ASSIGNMENT.
Using the records below, filter out every line that lacks "bool" and copy the rest.

THE DATA.
§

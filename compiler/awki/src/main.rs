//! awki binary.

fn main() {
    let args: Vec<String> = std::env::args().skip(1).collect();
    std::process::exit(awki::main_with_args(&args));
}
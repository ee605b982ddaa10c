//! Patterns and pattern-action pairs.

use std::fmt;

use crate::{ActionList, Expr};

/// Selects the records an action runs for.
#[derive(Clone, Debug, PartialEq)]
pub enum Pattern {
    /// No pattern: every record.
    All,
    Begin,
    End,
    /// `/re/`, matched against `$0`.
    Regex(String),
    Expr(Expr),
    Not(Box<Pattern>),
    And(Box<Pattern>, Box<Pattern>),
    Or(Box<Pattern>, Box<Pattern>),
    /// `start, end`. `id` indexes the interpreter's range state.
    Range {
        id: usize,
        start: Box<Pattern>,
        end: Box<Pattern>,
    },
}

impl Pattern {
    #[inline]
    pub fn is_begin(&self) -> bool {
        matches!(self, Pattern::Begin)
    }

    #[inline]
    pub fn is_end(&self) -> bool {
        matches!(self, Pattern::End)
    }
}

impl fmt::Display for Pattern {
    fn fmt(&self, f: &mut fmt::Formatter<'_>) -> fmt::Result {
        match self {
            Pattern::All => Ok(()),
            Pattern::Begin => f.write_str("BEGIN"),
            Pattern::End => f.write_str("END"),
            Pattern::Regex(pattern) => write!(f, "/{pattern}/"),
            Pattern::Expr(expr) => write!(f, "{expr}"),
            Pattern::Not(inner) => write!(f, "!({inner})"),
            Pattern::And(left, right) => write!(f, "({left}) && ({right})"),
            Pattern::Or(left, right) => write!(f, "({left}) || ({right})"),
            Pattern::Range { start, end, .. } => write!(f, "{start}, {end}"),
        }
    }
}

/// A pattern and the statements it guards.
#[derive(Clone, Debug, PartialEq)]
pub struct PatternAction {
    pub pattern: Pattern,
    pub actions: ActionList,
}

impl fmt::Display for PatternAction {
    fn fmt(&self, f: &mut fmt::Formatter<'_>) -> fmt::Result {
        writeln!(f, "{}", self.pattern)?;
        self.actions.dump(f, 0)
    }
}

§

RESULT FOR THIS EXERCISE.
    pub fn is_begin(&self) -> bool {
    pub fn is_end(&self) -> bool {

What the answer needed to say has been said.